WORK ITEM: Every line of the data below needs to be reproduced exactly.

Dataset records
---
impl PatientDoc {
    /// True when any typed sub-device MAC field equals `mac`.
    pub fn matches_sub_device_mac(&self, mac: &str) -> bool {
        [
            &self.blood_pressure_mac_address,
            &self.blood_glucose_mac_address,
            &self.pulse_oximeter_mac_address,
            &self.body_temperature_mac_address,
            &self.weight_scale_mac_address,
            &self.uric_mac_address,
            &self.cholesterol_mac_address,
        ]
        .into_iter()
        .any(|field| field.as_deref() == Some(mac))
    }

    /// The snapshot slot for an observation type, if the type has one.
    pub fn snapshot(&self, observation_type: ObservationType) -> Option<&SnapshotDoc> {
        match observation_type {
            ObservationType::BloodPressure => self.last_blood_pressure.as_ref(),
            ObservationType::BloodGlucose => self.last_glucose.as_ref(),
            ObservationType::Spo2 => self.last_spo2.as_ref(),
            ObservationType::BodyTemperature => self.last_temperature.as_ref(),
            ObservationType::BodyWeight => self.last_weight.as_ref(),
            ObservationType::HeartRate => self.last_heart_rate.as_ref(),
            ObservationType::StepCount => self.last_step_count.as_ref(),
            ObservationType::Sleep => None,
            ObservationType::UricAcid => self.last_uric_acid.as_ref(),
            ObservationType::Cholesterol => self.last_cholesterol.as_ref(),
        }
    }

    pub fn snapshot_mut(
        &mut self,
        observation_type: ObservationType,
    ) -> Option<&mut Option<SnapshotDoc>> {
        match observation_type {
            ObservationType::BloodPressure => Some(&mut self.last_blood_pressure),
            ObservationType::BloodGlucose => Some(&mut self.last_glucose),
            ObservationType::Spo2 => Some(&mut self.last_spo2),
            ObservationType::BodyTemperature => Some(&mut self.last_temperature),
            ObservationType::BodyWeight => Some(&mut self.last_weight),
            ObservationType::HeartRate => Some(&mut self.last_heart_rate),
            ObservationType::StepCount => Some(&mut self.last_step_count),
            ObservationType::Sleep => None,
            ObservationType::UricAcid => Some(&mut self.last_uric_acid),
            ObservationType::Cholesterol => Some(&mut self.last_cholesterol),
        }
    }
}

// ---------------------------------------------------------------------------
// Hospital and device registries
// ---------------------------------------------------------------------------

#[derive(Debug, Clone, Default, PartialEq, Serialize, Deserialize)]
pub struct HospitalDoc {
    #[serde(rename = "_id")]
    pub hospital_id: String,
    #[serde(skip_serializing_if = "Option::is_none")]
    pub name: Option<String>,
    /// Gateway box associated with this hospital, if any.
    #[serde(skip_serializing_if = "Option::is_none")]
    pub mac_hv01_box: Option<String>,
    #[serde(skip_serializing_if = "Option::is_none")]
    pub lat: Option<f64>,
    #[serde(skip_serializing_if = "Option::is_none")]
    pub lng: Option<f64>,
}

/// Gateway-hospital registry entry (`mfc_hv01_boxes`).
#[derive(Debug, Clone, PartialEq, Serialize, Deserialize)]
pub struct GatewayRegistryDoc {
    pub mac_address: String,
    #[serde(skip_serializing_if = "Option::is_none")]
    pub hospital_id: Option<String>,
}

/// Sub-device registry entry, keyed by BLE address.
#[derive(Debug, Clone, PartialEq, Serialize, Deserialize)]
pub struct SubDeviceDoc {
    pub ble_addr: String,
    pub patient_id: String,
    #[serde(skip_serializing_if = "Option::is_none")]
    pub hospital_id: Option<String>,
    #[serde(skip_serializing_if = "Option::is_none")]
    pub device_type_tag: Option<String>,
}

/// Watch registry entry, keyed by IMEI.
#[derive(Debug, Clone, PartialEq, Serialize, Deserialize)]
pub struct WatchDoc {
    pub imei: String,
    #[serde(skip_serializing_if = "Option::is_none")]
    pub patient_id: Option<String>,
    #[serde(skip_serializing_if = "Option::is_none")]
    pub hospital_id: Option<String>,
}

/// Kiosk registry entry, keyed by MAC.
#[derive(Debug, Clone, PartialEq, Serialize, Deserialize)]
pub struct KioskDoc {
    pub mac: String,
    #[serde(skip_serializing_if = "Option::is_none")]
    pub hospital_id: Option<String>,
}

/// Operator token (written by the identity layer; the hub only reads).
#[derive(Debug, Clone, PartialEq, Serialize, Deserialize)]
pub struct OperatorTokenDoc {
    /// Hex SHA-256 of the raw bearer token.
    pub token_hash: String,
    pub operator_id: String,
    #[serde(default)]
    pub revoked: bool,
}

// ---------------------------------------------------------------------------
// History rows
// ---------------------------------------------------------------------------

/// One row in a per-type history collection.
#[derive(Debug, Clone, PartialEq, Serialize, Deserialize)]
pub struct HistoryDoc {
    pub observation_id: uuid::Uuid,
    pub patient_id: String,
    pub device_family: DeviceFamily,
    pub source_device_id: String,
    pub observation_type: ObservationType,
    pub measured_at: bson::DateTime,
    pub values: ObservationValues,
    #[serde(skip_serializing_if = "Option::is_none")]
    pub hospital_id: Option<String>,
    #[serde(skip_serializing_if = "Option::is_none")]
    pub severity_hint: Option<SeverityHint>,
    pub raw_fingerprint: String,
}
---
RESPONSE BELOW:
impl PatientDoc {
    /// True when any typed sub-device MAC field equals `mac`.
    pub fn matches_sub_device_mac(&self, mac: &str) -> bool {
        [
            &self.blood_pressure_mac_address,
            &self.blood_glucose_mac_address,
            &self.pulse_oximeter_mac_address,
            &self.body_temperature_mac_address,
            &self.weight_scale_mac_address,
            &self.uric_mac_address,
            &self.cholesterol_mac_address,
        ]
        .into_iter()
        .any(|field| field.as_deref() == Some(mac))
    }

    /// The snapshot slot for an observation type, if the type has one.
    pub fn snapshot(&self, observation_type: ObservationType) -> Option<&SnapshotDoc> {
        match observation_type {
            ObservationType::BloodPressure => self.last_blood_pressure.as_ref(),
            ObservationType::BloodGlucose => self.last_glucose.as_ref(),
            ObservationType::Spo2 => self.last_spo2.as_ref(),
            ObservationType::BodyTemperature => self.last_temperature.as_ref(),
            ObservationType::BodyWeight => self.last_weight.as_ref(),
            ObservationType::HeartRate => self.last_heart_rate.as_ref(),
            ObservationType::StepCount => self.last_step_count.as_ref(),
            ObservationType::Sleep => None,
            ObservationType::UricAcid => self.last_uric_acid.as_ref(),
            ObservationType::Cholesterol => self.last_cholesterol.as_ref(),
        }
    }

    pub fn snapshot_mut(
        &mut self,
        observation_type: ObservationType,
    ) -> Option<&mut Option<SnapshotDoc>> {
        match observation_type {
            ObservationType::BloodPressure => Some(&mut self.last_blood_pressure),
            ObservationType::BloodGlucose => Some(&mut self.last_glucose),
            ObservationType::Spo2 => Some(&mut self.last_spo2),
            ObservationType::BodyTemperature => Some(&mut self.last_temperature),
            ObservationType::BodyWeight => Some(&mut self.last_weight),
            ObservationType::HeartRate => Some(&mut self.last_heart_rate),
            ObservationType::StepCount => Some(&mut self.last_step_count),
            ObservationType::Sleep => None,
            ObservationType::UricAcid => Some(&mut self.last_uric_acid),
            ObservationType::Cholesterol => Some(&mut self.last_cholesterol),
        }
    }
}

// ---------------------------------------------------------------------------
// Hospital and device registries
// ---------------------------------------------------------------------------

#[derive(Debug, Clone, Default, PartialEq, Serialize, Deserialize)]
pub struct HospitalDoc {
    #[serde(rename = "_id")]
    pub hospital_id: String,
    #[serde(skip_serializing_if = "Option::is_none")]
    pub name: Option<String>,
    /// Gateway box associated with this hospital, if any.
    #[serde(skip_serializing_if = "Option::is_none")]
    pub mac_hv01_box: Option<String>,
    #[serde(skip_serializing_if = "Option::is_none")]
    pub lat: Option<f64>,
    #[serde(skip_serializing_if = "Option::is_none")]
    pub lng: Option<f64>,
}

/// Gateway-hospital registry entry (`mfc_hv01_boxes`).
#[derive(Debug, Clone, PartialEq, Serialize, Deserialize)]
pub struct GatewayRegistryDoc {
    pub mac_address: String,
    #[serde(skip_serializing_if = "Option::is_none")]
    pub hospital_id: Option<String>,
}

/// Sub-device registry entry, keyed by BLE address.
#[derive(Debug, Clone, PartialEq, Serialize, Deserialize)]
pub struct SubDeviceDoc {
    pub ble_addr: String,
    pub patient_id: String,
    #[serde(skip_serializing_if = "Option::is_none")]
    pub hospital_id: Option<String>,
    #[serde(skip_serializing_if = "Option::is_none")]
    pub device_type_tag: Option<String>,
}

/// Watch registry entry, keyed by IMEI.
#[derive(Debug, Clone, PartialEq, Serialize, Deserialize)]
pub struct WatchDoc {
    pub imei: String,
    #[serde(skip_serializing_if = "Option::is_none")]
    pub patient_id: Option<String>,
    #[serde(skip_serializing_if = "Option::is_none")]
    pub hospital_id: Option<String>,
}

/// Kiosk registry entry, keyed by MAC.
#[derive(Debug, Clone, PartialEq, Serialize, Deserialize)]
pub struct KioskDoc {
    pub mac: String,
    #[serde(skip_serializing_if = "Option::is_none")]
    pub hospital_id: Option<String>,
}

/// Operator token (written by the identity layer; the hub only reads).
#[derive(Debug, Clone, PartialEq, Serialize, Deserialize)]
pub struct OperatorTokenDoc {
    /// Hex SHA-256 of the raw bearer token.
    pub token_hash: String,
    pub operator_id: String,
    #[serde(default)]
    pub revoked: bool,
}

// ---------------------------------------------------------------------------
// History rows
// ---------------------------------------------------------------------------

/// One row in a per-type history collection.
#[derive(Debug, Clone, PartialEq, Serialize, Deserialize)]
pub struct HistoryDoc {
    pub observation_id: uuid::Uuid,
    pub patient_id: String,
    pub device_family: DeviceFamily,
    pub source_device_id: String,
    pub observation_type: ObservationType,
    pub measured_at: bson::DateTime,
    pub values: ObservationValues,
    #[serde(skip_serializing_if = "Option::is_none")]
    pub hospital_id: Option<String>,
    #[serde(skip_serializing_if = "Option::is_none")]
    pub severity_hint: Option<SeverityHint>,
    pub raw_fingerprint: String,
}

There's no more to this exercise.